The game is loosely inspired by Grant Morrison's Arkham Asylum: A Serious House on Serious Earth, and Dan Slott's Arkham Asylum: Living Hell. It is filled with an appreciation for the franchise's mythology and utilizes many of Batman's greatest foes to their fullest. Despite the premise, the game is not kid-oriented; being inspired by stories that delve in Psychological Horror, and having vicious action sequences with some ugly takedowns when you're brutalizing your enemies.

It features some of the talents behind Batman: The Animated Series, including a storyline by series writer Paul Dini and voice actors Kevin Conroy, Arleen Sorkin, and Mark Hamill reprising their respective roles as Batman, Harley Quinn, and The Joker.
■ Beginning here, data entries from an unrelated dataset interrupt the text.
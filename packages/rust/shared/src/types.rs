//! Core domain types shared across KrishiMitra crates.

use serde::{Deserialize, Serialize};

// ---------------------------------------------------------------------------
// Coordinates
// ---------------------------------------------------------------------------

/// A WGS84 latitude/longitude pair.
#[derive(Debug, Clone, Copy, PartialEq, Serialize, Deserialize)]
pub struct Coordinates {
    pub lat: f64,
    pub lon: f64,
}

impl Coordinates {
    pub fn new(lat: f64, lon: f64) -> Self {
        Self { lat, lon }
    }

    /// Whether both components fall inside valid WGS84 ranges.
    pub fn is_valid(&self) -> bool {
        (-90.0..=90.0).contains(&self.lat) && (-180.0..=180.0).contains(&self.lon)
    }
}

impl std::fmt::Display for Coordinates {
    fn fmt(&self, f: &mut std::fmt::Formatter<'_>) -> std::fmt::Result {
        write!(f, "{:.4}, {:.4}", self.lat, self.lon)
    }
}

// ---------------------------------------------------------------------------
// Alerts
// ---------------------------------------------------------------------------

/// Severity of a weather alert, as reported by the advisor in `type`.
#[derive(Debug, Clone, Copy, Default, PartialEq, Eq, Serialize, Deserialize)]
#[serde(rename_all = "lowercase")]
pub enum AlertSeverity {
    Warning,
    Info,
    #[default]
    #[serde(other)]
    Default,
}

/// A single alert record `{type, message}`.
#[derive(Debug, Clone, PartialEq, Serialize, Deserialize)]
pub struct Alert {
    #[serde(rename = "type", default)]
    pub severity: AlertSeverity,
    pub message: String,
}

// ---------------------------------------------------------------------------
// Session context
// ---------------------------------------------------------------------------

/// The signed-in user, as handed over by the identity provider.
#[derive(Debug, Clone, PartialEq, Eq, Serialize, Deserialize)]
pub struct UserProfile {
    pub id: String,
    pub display_name: String,
    #[serde(default, skip_serializing_if = "Option::is_none")]
    pub email: Option<String>,
}

/// Explicit per-session state passed to every flow.
#[derive(Debug, Clone, Default)]
pub struct SessionContext {
    /// Signed-in user, if any.
    pub user: Option<UserProfile>,
    /// Last known location (granted by the user or resolved from a place name).
    pub location: Option<Coordinates>,
}

impl SessionContext {
    pub fn with_location(mut self, location: Coordinates) -> Self {
        self.location = Some(location);
        self
    }

    pub fn with_user(mut self, user: UserProfile) -> Self {
        self.user = Some(user);
        self
    }

    /// Email to attach to alert subscriptions, if the user has one.
    pub fn alert_email(&self) -> Option<&str> {
        self.user.as_ref().and_then(|u| u.email.as_deref())
    }
}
The actual gameplay is divided into several modes: Freeflow mode (straight combat), Predator mode (striking from the shadows) and Detective mode (surveying the scene and looking for objects of interest), with some platforming elements tying the whole lot together. Each is well designed and suitably immerses you into the world and abilities of the Dark Knight.
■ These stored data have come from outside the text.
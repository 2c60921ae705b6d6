//! Trend classification and per-market recommendations.

use krishimitra_services::{
    BestMarket, MarketInsight, MarketRecommendations, PricePoint, Trend, TrendingMarket,
};

/// Change (in percent) beyond which a price counts as moving.
const TREND_THRESHOLD: f64 = 2.0;
/// Change beyond which the advice becomes urgent.
const STRONG_THRESHOLD: f64 = 5.0;

/// Percentage change from `first` to `last`. A zero start yields zero.
pub fn change_pct(first: f64, last: f64) -> f64 {
    if first == 0.0 {
        0.0
    } else {
        (last - first) / first * 100.0
    }
}

pub fn classify_trend(change: f64) -> Trend {
    if change > TREND_THRESHOLD {
        Trend::Rising
    } else if change < -TREND_THRESHOLD {
        Trend::Falling
    } else {
        Trend::Stable
    }
}

pub fn advice(trend: Trend, change: f64) -> &'static str {
    match trend {
        Trend::Rising if change > STRONG_THRESHOLD => "Consider selling now",
        Trend::Rising => "Hold if possible",
        Trend::Falling if change < -STRONG_THRESHOLD => "Sell quickly",
        _ => "Standard market conditions",
    }
}

pub fn insight(market: &str, current_price: f64, change: f64, last_updated: Option<String>) -> MarketInsight {
    let trend = classify_trend(change);
    MarketInsight {
        market: market.to_string(),
        current_price,
        trend,
        change,
        recommendation: advice(trend, change).to_string(),
        last_updated,
    }
}

/// Analyse a mixed price history: one insight per market, in first-seen
/// order, each measured from its earliest to its latest point.
pub fn analyze(crop: &str, history: &[PricePoint]) -> Option<MarketRecommendations> {
    let mut series: Vec<(&str, Vec<&PricePoint>)> = Vec::new();
    for point in history {
        match series.iter_mut().find(|(m, _)| *m == point.market) {
            Some((_, points)) => points.push(point),
            None => series.push((point.market.as_str(), vec![point])),
        }
    }

    let insights = series
        .into_iter()
        .filter_map(|(market, mut points)| {
            // ISO dates order lexicographically.
            points.sort_by(|a, b| a.date.cmp(&b.date));
            let first = points.first()?;
            let last = points.last()?;
            let change = round1(change_pct(first.price, last.price));
            Some(insight(market, last.price, change, Some(last.date.clone())))
        })
        .collect();

    summarize(crop, insights)
}

/// Pick the best-price and trending markets. `None` for no insights.
pub fn summarize(crop: &str, insights: Vec<MarketInsight>) -> Option<MarketRecommendations> {
    let best = insights
        .iter()
        .max_by(|a, b| a.current_price.total_cmp(&b.current_price))?;
    let trending = insights
        .iter()
        .max_by(|a, b| a.change.abs().total_cmp(&b.change.abs()))?;

    Some(MarketRecommendations {
        best_price_market: BestMarket {
            market: best.market.clone(),
            price: best.current_price,
            reason: format!("Currently offers the highest price for {crop}"),
        },
        trending_market: TrendingMarket {
            market: trending.market.clone(),
            price: trending.current_price,
            price_change: trending.change,
            reason: format!(
                "Prices trending {} over the last month",
                trending.trend.as_str().to_lowercase()
            ),
        },
        market_insights: insights,
    })
}

pub(crate) fn round1(value: f64) -> f64 {
    (value * 10.0).round() / 10.0
}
A sequel, Batman: Arkham City, was released in 2011. A prequel game titled Batman: Arkham Origins and a portable spinoff/sequel to said prequel titled Batman: Arkham Origins Blackgate were released on October 25, 2013. WB Games Montreal developed the main game, instead of Rocksteady, and Armaturenote  developed the portable game. Blackgate would also get a Updated Re-release for the 7th generation home consoles and PC via Steam. A fourth game, Batman: Arkham Knight, this time developed once more by Rocksteady, was later released on June 2015. Finally, in 2016, Warner Bros. announced that remastered versions of both Asylum and City would be released for the PlayStation 4 and Xbox One as part of a collection called Return to Arkham later that year. The game was ported to the Nintendo Switch alongside City and Knight as part of the Arkham Trilogy collection, which was released on December 1, 2023.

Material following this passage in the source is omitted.